Irish Papist

Irish Papist
Me and General Robert Lee

Tuesday, June 10, 2014

Huffing and Puffing

I see from the front page of The Irish Times that the Government is planning on introducing plain packaging for cigarettes. This bothers me. I've never so much as taken a puff on a cigarette in my entire life, but I believe that the campaign against smoking has become excessive and hysterical.

That's not the main reason for my irritation, however. It's the fact that the two brands of advertising which had most going for them-- alcohol and tobacco advertising-- are being more and more suppressed, while the crassest and ugliest forms of advertising are allowed to proliferate simply because the products advertised are, supposedly, less detrimental to the public good.

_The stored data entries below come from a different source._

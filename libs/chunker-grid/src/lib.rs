//! # Chunker Grid
//!
//! Grid planning for mesh chunking: derives a world-space bounding box from
//! an object's local bound corners and tiles its X/Y footprint with a
//! rectangular grid of cells.
//!
//! ## Architecture
//!
//! ```text
//! bound corners + transform → chunker-grid (CellDescriptor) → chunker-mesh
//! ```
//!
//! ## Example
//!
//! ```rust
//! use chunker_grid::{box_corners, GridPlan};
//! use glam::{DMat4, DVec3};
//!
//! let corners = box_corners(DVec3::splat(-1.0), DVec3::splat(1.0));
//! let plan = GridPlan::new(&corners, &DMat4::IDENTITY, 2, 2).unwrap();
//! assert_eq!(plan.cell_count(), 4);
//! ```

pub mod bounds;
pub mod error;
pub mod grid;

pub use bounds::{box_corners, WorldBounds};
pub use error::GridError;
pub use grid::{CellDescriptor, Cells, GridPlan, GridSpec};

Tobacco advertising was often highly tasteful and artistic. I remember, in college, writing an assignment about a magazine ad which showed an enormous packet of cigarettes floating in a park pond, while the usual strollers and dog-walkers passed by and stared at it with mild interest. It doesn't sound like a promising advertisement but it was surprisingly pleasing to the eye, and the captured a sedate 'morning in the park' atmosphere very skilfully. And the surrealism, instead of seeming bizarre and grating, was nicely done, almost like a Magritte painting. It all had a sepia-golden glow about it.

And, in general, tobacco advertising aimed for an image of refinement and distinction that gave rise to advertisements with rich colours, reflective atmospheres, and mellow imagery. There was rarely anything flashy or loud about it.

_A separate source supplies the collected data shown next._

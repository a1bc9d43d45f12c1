//! # Plane for Boolean Clipping
//!
//! Plane representation with point classification.

use config::constants::PLANE_EPSILON;
use glam::DVec3;

// =============================================================================
// CLASSIFICATION
// =============================================================================

/// Classification of a point or polygon relative to a plane.
#[derive(Debug, Clone, Copy, PartialEq, Eq)]
pub enum Classification {
    /// In front of the plane (positive side).
    Front,
    /// Behind the plane (negative side).
    Back,
    /// On the plane.
    Coplanar,
    /// Spans the plane (vertices on both sides).
    Spanning,
}

// =============================================================================
// PLANE
// =============================================================================

/// A plane in 3D space defined by unit normal and distance from origin.
#[derive(Debug, Clone, Copy)]
pub struct Plane {
    /// Normal vector (unit length).
    normal: DVec3,
    /// Distance from origin along normal.
    w: f64,
}

impl Plane {
    /// Create plane from normal and distance.
    pub fn new(normal: DVec3, w: f64) -> Self {
        Self { normal, w }
    }

    /// Create plane from three points in counter-clockwise order.
    ///
    /// Returns `None` for degenerate (collinear) points.
    pub fn from_points(a: DVec3, b: DVec3, c: DVec3) -> Option<Self> {
        let cross = (b - a).cross(c - a);
        if cross.length() < PLANE_EPSILON {
            return None;
        }
        let normal = cross.normalize();
        Some(Self {
            normal,
            w: normal.dot(a),
        })
    }

    /// The plane normal.
    #[inline]
    pub fn normal(&self) -> DVec3 {
        self.normal
    }

    /// The plane distance from origin.
    #[inline]
    pub fn w(&self) -> f64 {
        self.w
    }

    /// Flip the plane (reverse normal).
    pub fn flip(&self) -> Plane {
        Plane {
            normal: -self.normal,
            w: -self.w,
        }
    }

    /// Classify a point relative to this plane.
    pub fn classify_point(&self, point: DVec3) -> Classification {
        let dist = self.signed_distance(point);
        if dist > PLANE_EPSILON {
            Classification::Front
        } else if dist < -PLANE_EPSILON {
            Classification::Back
        } else {
            Classification::Coplanar
        }
    }

    /// Signed distance from point to plane.
    ///
    /// Positive = front, negative = back, zero = on plane.
    #[inline]
    pub fn signed_distance(&self, point: DVec3) -> f64 {
        self.normal.dot(point) - self.w
    }
}

// =============================================================================
// TESTS
// =============================================================================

Cigarette packets, as well, are usually pleasing and restful to the eye. You'd think that would be the case with all packaging, which is after all intended to make us buy stuff. But it's not. (Or, rather, sometimes it is and sometimes it isn't. I like walking down the tea and coffee aisle in the supermarket, since the packaging of those products is so restrained and warm and cosy-looking, usually conveying an idyll of domesticity.) But a lot of packaging is hideous-- eye-bruising colours, cartoony pictures, no attempt even made at artistry or pleasantness.

And this is just packaging. TV and radio ads are often offensively crass and tacky. Why are betting shops allowed to advertise if tobacco manufacturers are forbidden? At least you get something if you buy cigarettes, or alcohol. Betting shops encourage people to almost literally throw away money. How is that socially desirable? And their advertising is much, much worse than cigarette and drink advertising.

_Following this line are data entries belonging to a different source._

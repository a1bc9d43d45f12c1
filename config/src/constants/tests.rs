//! Tests for the centralized configuration constants.

use super::*;

/// Ensures default constants are sane and positive.
#[test]
fn default_constants_are_valid() {
    let defaults = ChunkerDefaults::default();
    assert!(defaults.columns >= 1);
    assert!(defaults.rows >= 1);
    assert!(defaults.cutter_z_pad > 0.0);
    assert!(GEOM_EPSILON > 0.0);
    assert!(PLANE_EPSILON > GEOM_EPSILON);
}

/// Validates the builder rejects invalid values.
#[test]
fn new_validates_inputs() {
    assert_eq!(
        ChunkerDefaults::new(0, 4, CUTTER_Z_PAD).unwrap_err(),
        ConfigError::InvalidGridCount(0)
    );
    assert_eq!(
        ChunkerDefaults::new(4, MAX_GRID_DIM + 1, CUTTER_Z_PAD).unwrap_err(),
        ConfigError::InvalidGridCount(MAX_GRID_DIM + 1)
    );
    assert_eq!(
        ChunkerDefaults::new(4, 4, -0.5).unwrap_err(),
        ConfigError::InvalidPad(-0.5)
    );
}

/// Accepts well-formed values.
#[test]
fn new_accepts_valid_inputs() {
    let defaults = ChunkerDefaults::new(8, 8, 0.25).unwrap();
    assert_eq!(defaults.columns, 8);
    assert_eq!(defaults.rows, 8);
    assert_eq!(defaults.cutter_z_pad, 0.25);
}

Why is car advertising seen as morally unproblematic? How many people are killed in car crashes a year, and how many people are killed indirectly by the sedate lifestyle that driving encourages? Car ads usually appeal in the most vulgar and silly way to the most squalid sort of aspirations-- the desire for a status symbol, in particular. Car ads are odious.

All in all, why is advertising not considered more of a matter of public interest, and why do we confine our concern to the products advertised? A smoker is only harming himself, or (at most) those in his immediate vicinity. But we all suffer from tasteless and obtrusive advertising. I am not ant-advertising, but I think it deserves to be more of a matter for public debate.

2 comments:

  1. We do all suffer from tasteless and obtrusive advertising--billboards, etc. I do have AdBlock on my Internet browser, and I wish I could do the same in other parts of my life.
    My flat mate just brought a TV into the house. So many crass commercials--mostly (because of local demographics?) for pharmaceuticals and medical devices for the elderly. I don't understand how or why it can be in the public interest to have direct marketing of prescription drugs (or pocket catheters, for goodness' sake). Surely a doctor would write the prescription if and when some drug became necessary? And surely it doesn't help us to hear the same commercials every few minutes detailing embarrassing symptoms in cheerful tones--and rushing through the long lists of side effects, as mandated. How is this in the public interest? Not to mention that the ads show utterly no originality or artistic treatment--always the same bright colors, forced smiles, and cheery-conversation-among-a-small-group-of-friends, cutaway to even cheerier person-in-lab-coat.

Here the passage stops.